This is a good question.
About this time last year the girl I was seeing started connecting with another man. It was a strange and confusing situation. I met her in London whilst she was travelling, and as she continued to travel I'd go out and meet her on occasion. Anyway, we were in Turkey September last year, and towards the end of my trip we told each other that we loved each other. Then I had to return to London. Three weeks later I went to see her in Greece, and discovered that she was talking on the phone to another man she'd met whilst I was in London.
Now, I knew this was a game. I knew she wanted to make me jealous. She told me that she likes to drive men crazy so she can find out how much they like her. The problem is that I simply refused to take the bait. I have meditated for 15 years and worked incredibly hard to gain self control and to not allow my peace to be disturbed. So she continued to connect with this man, and I refused to take the bait. Of course I tried to talk to her and understand (she is a damaged girl), but the more I refused to be driven crazy then the harder she tried to drive me crazy. The result being that one day she messaged me to tell me it was over because she had a new man.
Again, refusing to take the bait, I simply wished her well, told her I hoped he could make her happy, and went on my way. About a month later she contacted me to apologise. I gracefully accepted the apology, told her not to worry about it, and continued on my way. I know that her feelings for me were genuine, and I knew the games she was playing and why, but I just could not accept that kind of behaviour in my life. I set clear boundaries with her, I told her what would happen if she continued to violate them. I made every effort to understand her and try and work through the problems, but I couldn't give her the crazy reaction that she obviously felt she needed to know how I felt.

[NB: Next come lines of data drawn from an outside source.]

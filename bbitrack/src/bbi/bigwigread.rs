/*!
Provides the interface for reading bigWig files.

## Example
```rust,no_run
# use std::error::Error;
# fn main() -> Result<(), Box<dyn Error>> {
use bbitrack::{BBIRead, BigWigRead, StatType};

// First, we open a bigWig using a file name.
let mut bwread = BigWigRead::open_file("in.bigWig")?;

// Then, we could get the chromosomes and lengths
let chroms = bwread.chroms()?;
println!("{} has {} bases", chroms[0].name, chroms[0].length);

// We can get summary data
let header = bwread.header()?;
println!("{} bases covered", header.bases_covered);

// Or we can read data from an interval
let intervals = bwread.intervals("chr1", Some(0), Some(1000))?;
let mean = bwread.stats("chr1", None, None, StatType::Mean, 10)?;
bwread.close();
# Ok(())
# }
```
*/
use std::io;
use std::path::Path;

use byteordered::{ByteOrdered, Endianness};
use tracing::debug;

use crate::bbi::{BBIError, BBIFile, Value, ZoomRecord};
use crate::bbiread::{
    read_info, search_cir_tree, zoom_records, BBIFileInfo, BBIFileRead, BBIRead,
    CachedBBIFileRead,
};
use crate::internal::BBIReadInternal;
use crate::utils::misc::{stat_bins, zoom_for_bin, BinStats};
use crate::utils::reopen::{Reopen, ReopenableFile, SeekableRead};

pub use crate::utils::misc::{StatType, UnknownStatError};

const SECTION_HEADER_SIZE: usize = 24;

/// The struct used to read a bigWig file
pub struct BigWigRead<R> {
    pub(super) info: BBIFileInfo,
    pub(super) read: Option<R>,
}

impl<R: Reopen> Reopen for BigWigRead<R> {
    fn reopen(&self) -> io::Result<Self> {
        let read = self
            .read
            .as_ref()
            .ok_or_else(|| io::Error::new(io::ErrorKind::Other, BBIError::ClosedHandle))?;
        Ok(BigWigRead {
            info: self.info.clone(),
            read: Some(read.reopen()?),
        })
    }
}

impl<R: BBIFileRead> BBIRead for BigWigRead<R> {
    fn info(&self) -> &BBIFileInfo {
        &self.info
    }

    fn is_closed(&self) -> bool {
        self.read.is_none()
    }
}

impl<R: BBIFileRead> BBIReadInternal for BigWigRead<R> {
    type Read = R;

    fn reader_and_info(&mut self) -> Result<(&mut Self::Read, &mut BBIFileInfo), BBIError> {
        match self.read.as_mut() {
            Some(read) => Ok((read, &mut self.info)),
            None => Err(BBIError::ClosedHandle),
        }
    }
}

impl BigWigRead<ReopenableFile> {
    /// Opens a new `BigWigRead` from a given path as a file.
    pub fn open_file(path: impl AsRef<Path>) -> Result<Self, BBIError> {
        BigWigRead::open(ReopenableFile::open(path)?)
    }
}

impl<R> BigWigRead<R>
where
    R: SeekableRead,
{
    /// Converts this `BigWigRead` to where the `BBIFileRead` caches index
    /// access and block data
    pub fn cached(self) -> Result<BigWigRead<CachedBBIFileRead<R>>, BBIError> {
        let read = self.read.ok_or(BBIError::ClosedHandle)?;
        Ok(BigWigRead {
            read: Some(CachedBBIFileRead::new(read)),
            info: self.info,
        })
    }
}

impl<R> BigWigRead<R>
where
    R: BBIFileRead,
{
    /// Opens a new `BigWigRead` for a given type that implements both `Read` and `Seek`
    pub fn open(mut read: R) -> Result<Self, BBIError> {
        let info = read_info(&mut read)?;
        match info.filetype {
            BBIFile::BigWig => {}
            BBIFile::BigBed => {
                return Err(BBIError::MalformedFile("Not a bigWig file.".to_owned()))
            }
        }

        Ok(BigWigRead {
            info,
            read: Some(read),
        })
    }

    /// Does *not* check if the passed `R` matches the provided info (including if the `R` is a bigWig at all!)
    pub fn with_info(info: BBIFileInfo, read: R) -> Self {
        BigWigRead {
            info,
            read: Some(read),
        }
    }

    /// Releases the source and any caches. All later queries, including
    /// [`BBIRead::chroms`], return [`BBIError::ClosedHandle`].
    pub fn close(&mut self) {
        self.read = None;
        self.info.chrom_info.clear();
        self.info.zoom_headers.clear();
    }

    /// All values overlapping `[start, end)` on `chrom_name`, with their stored
    /// bounds. Missing bounds default to the whole chromosome.
    ///
    /// Returns `None` if there is no data in the range.
    pub fn intervals(
        &mut self,
        chrom_name: &str,
        start: Option<u32>,
        end: Option<u32>,
    ) -> Result<Option<Vec<Value>>, BBIError> {
        self.reader_and_info()?;
        let (chrom, start, end) = self.info.resolve_range(chrom_name, start, end)?;
        let values = self.raw_values(chrom, start, end)?;
        Ok(if values.is_empty() { None } else { Some(values) })
    }

    /// Returns the values between `start` and `end` as a `Vec<f32>`. Any
    /// positions with no data in the bigWig will be `f32::NAN`.
    pub fn values(&mut self, chrom_name: &str, start: u32, end: u32) -> Result<Vec<f32>, BBIError> {
        self.reader_and_info()?;
        let (chrom, start, end) = self.info.resolve_range(chrom_name, Some(start), Some(end))?;
        let mut values = vec![f32::NAN; (end - start) as usize];

        let root_offset = self.full_data_cir_tree()?;
        let (reader, info) = self.reader_and_info()?;
        let endianness = info.header.endianness;
        let blocks = search_cir_tree(endianness, reader, root_offset, chrom, start, end)?;

        // Filled one block at a time
        let mut block_values = vec![];
        for block in blocks {
            let data = reader.get_block_data(info, &block)?;
            block_values.clear();
            get_block_values(endianness, &data, chrom, start, end, &mut block_values)?;
            for value in block_values.iter() {
                let value_start = (value.start.max(start) - start) as usize;
                let value_end = (value.end.min(end) - start) as usize;
                values[value_start..value_end].fill(value.value);
            }
        }
        Ok(values)
    }

    /// Computes `stat` over `n_bins` equal parts of `[start, end)`.
    ///
    /// Bins that line up with a zoom level are computed from its records;
    /// others from the raw data. Each bin reports `None` when it has no data
    /// (except for `Sum` and `Coverage`, which report zero).
    pub fn stats(
        &mut self,
        chrom_name: &str,
        start: Option<u32>,
        end: Option<u32>,
        stat: StatType,
        n_bins: u32,
    ) -> Result<Vec<Option<f64>>, BBIError> {
        self.binned_stats(chrom_name, start, end, stat, n_bins, false)
    }

    /// Like [`BigWigRead::stats`], but always computed from the raw data.
    pub fn stats_exact(
        &mut self,
        chrom_name: &str,
        start: Option<u32>,
        end: Option<u32>,
        stat: StatType,
        n_bins: u32,
    ) -> Result<Vec<Option<f64>>, BBIError> {
        self.binned_stats(chrom_name, start, end, stat, n_bins, true)
    }

    /// The zoom records of the level `reduction_level` overlapping `[start, end)`.
    pub fn zoom_values(
        &mut self,
        chrom_name: &str,
        start: u32,
        end: u32,
        reduction_level: u32,
    ) -> Result<Vec<ZoomRecord>, BBIError> {
        self.reader_and_info()?;
        let (chrom, start, end) = self.info.resolve_range(chrom_name, Some(start), Some(end))?;
        zoom_records(self, reduction_level, chrom, start, end)
    }

    fn binned_stats(
        &mut self,
        chrom_name: &str,
        start: Option<u32>,
        end: Option<u32>,
        stat: StatType,
        n_bins: u32,
        exact: bool,
    ) -> Result<Vec<Option<f64>>, BBIError> {
        self.reader_and_info()?;
        let (chrom, start, end) = self.info.resolve_range(chrom_name, start, end)?;
        let length = self.info.chrom(chrom_name)?.length;
        let n_bins = n_bins.max(1);
        if n_bins > end - start {
            return Err(BBIError::InvalidQueryRange { start, end, length });
        }

        let mut resolutions: Vec<u32> = if exact {
            vec![]
        } else {
            self.info
                .zoom_headers
                .iter()
                .map(|z| z.reduction_level)
                .collect()
        };
        resolutions.sort_unstable();

        let bins = stat_bins(start, end, n_bins);
        let mut raw: Option<Vec<Value>> = None;
        let mut zooms: Vec<(u32, Vec<ZoomRecord>)> = vec![];
        let mut out = Vec::with_capacity(bins.len());
        for (bin_start, bin_end) in bins {
            let mut bin = BinStats::new();
            match zoom_for_bin(&resolutions, bin_start, bin_end, length) {
                Some(level) => {
                    let records = match zooms.iter().position(|(l, _)| *l == level) {
                        Some(i) => &zooms[i].1,
                        None => {
                            debug!(level, chrom_name, "using zoom level for stats");
                            let records = zoom_records(self, level, chrom, start, end)?;
                            zooms.push((level, records));
                            &zooms[zooms.len() - 1].1
                        }
                    };
                    // Zoom records are sorted and never overlap each other
                    let first = records.partition_point(|r| r.end <= bin_start);
                    for record in records[first..].iter().take_while(|r| r.start < bin_end) {
                        bin.add_summary(&record.summary);
                    }
                }
                None => {
                    if raw.is_none() {
                        raw = Some(self.raw_values(chrom, start, end)?);
                    }
                    let values = raw.as_deref().unwrap_or_default();
                    let first = values.partition_point(|v| v.end <= bin_start);
                    for value in values[first..].iter().take_while(|v| v.start < bin_end) {
                        let bases = value
                            .end
                            .min(bin_end)
                            .saturating_sub(value.start.max(bin_start));
                        bin.add_value(bases, value.value);
                    }
                }
            }
            out.push(bin.get(stat, bin_end - bin_start));
        }
        Ok(out)
    }

    /// The values overlapping `[start, end)`, in order.
    fn raw_values(&mut self, chrom: u32, start: u32, end: u32) -> Result<Vec<Value>, BBIError> {
        let root_offset = self.full_data_cir_tree()?;
        let (reader, info) = self.reader_and_info()?;
        let endianness = info.header.endianness;
        let blocks = search_cir_tree(endianness, reader, root_offset, chrom, start, end)?;

        let mut values = vec![];
        for block in blocks {
            let data = reader.get_block_data(info, &block)?;
            get_block_values(endianness, &data, chrom, start, end, &mut values)?;
        }
        Ok(values)
    }
}

/// Parses a bigWig data section, keeping the values on `chrom` that overlap `[start, end)`.
fn get_block_values(
    endianness: Endianness,
    data: &[u8],
    chrom: u32,
    start: u32,
    end: u32,
    values: &mut Vec<Value>,
) -> Result<(), BBIError> {
    if data.len() < SECTION_HEADER_SIZE {
        return Err(BBIError::MalformedFile(format!(
            "Data section too short ({} bytes)",
            data.len()
        )));
    }
    let mut bytes = ByteOrdered::runtime(data, endianness);
    let chrom_id = bytes.read_u32()?;
    let chrom_start = bytes.read_u32()?;
    let _chrom_end = bytes.read_u32()?;
    let item_step = bytes.read_u32()?;
    let item_span = bytes.read_u32()?;
    let section_type = bytes.read_u8()?;
    let _reserved = bytes.read_u8()?;
    let item_count = bytes.read_u16()?;

    if chrom_id != chrom {
        return Ok(());
    }

    let mut push = |value: Value| {
        if value.end > start && value.start < end {
            values.push(value);
        }
    };
    match section_type {
        // bedGraph
        1 => {
            for _ in 0..item_count {
                let item_start = bytes.read_u32()?;
                let item_end = bytes.read_u32()?;
                let value = bytes.read_f32()?;
                if item_end < item_start {
                    return Err(BBIError::MalformedFile(format!(
                        "Interval ends before it starts: {}-{}",
                        item_start, item_end
                    )));
                }
                push(Value {
                    start: item_start,
                    end: item_end,
                    value,
                });
            }
        }
        // variable step
        2 => {
            for _ in 0..item_count {
                let item_start = bytes.read_u32()?;
                let value = bytes.read_f32()?;
                push(Value {
                    start: item_start,
                    end: item_start.saturating_add(item_span),
                    value,
                });
            }
        }
        // fixed step
        3 => {
            let mut curr_start = chrom_start;
            for _ in 0..item_count {
                let value = bytes.read_f32()?;
                push(Value {
                    start: curr_start,
                    end: curr_start.saturating_add(item_span),
                    value,
                });
                curr_start = curr_start.saturating_add(item_step);
            }
        }
        _ => {
            return Err(BBIError::MalformedFile(format!(
                "Unknown bigwig section type: {}",
                section_type
            )))
        }
    }
    Ok(())
}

I am very traditional in relationships. I've never cheated, and never even come close to or been tempted to. I put huge value on trust and mutual respect. I liked this girl. There was much about her that I enjoyed. I know that I hurt her deeply by walking away, but I don't think there was anything else that I could do. I really hope that it has made her think, maybe do some healing, and that the lessons she has learned from this will mean she can be happy in the future. As a compulsive grower and someone who sincerely wants to do good to others, the whole situation has been very challenging for me. It still haunts me a bit 10 months after it all ended.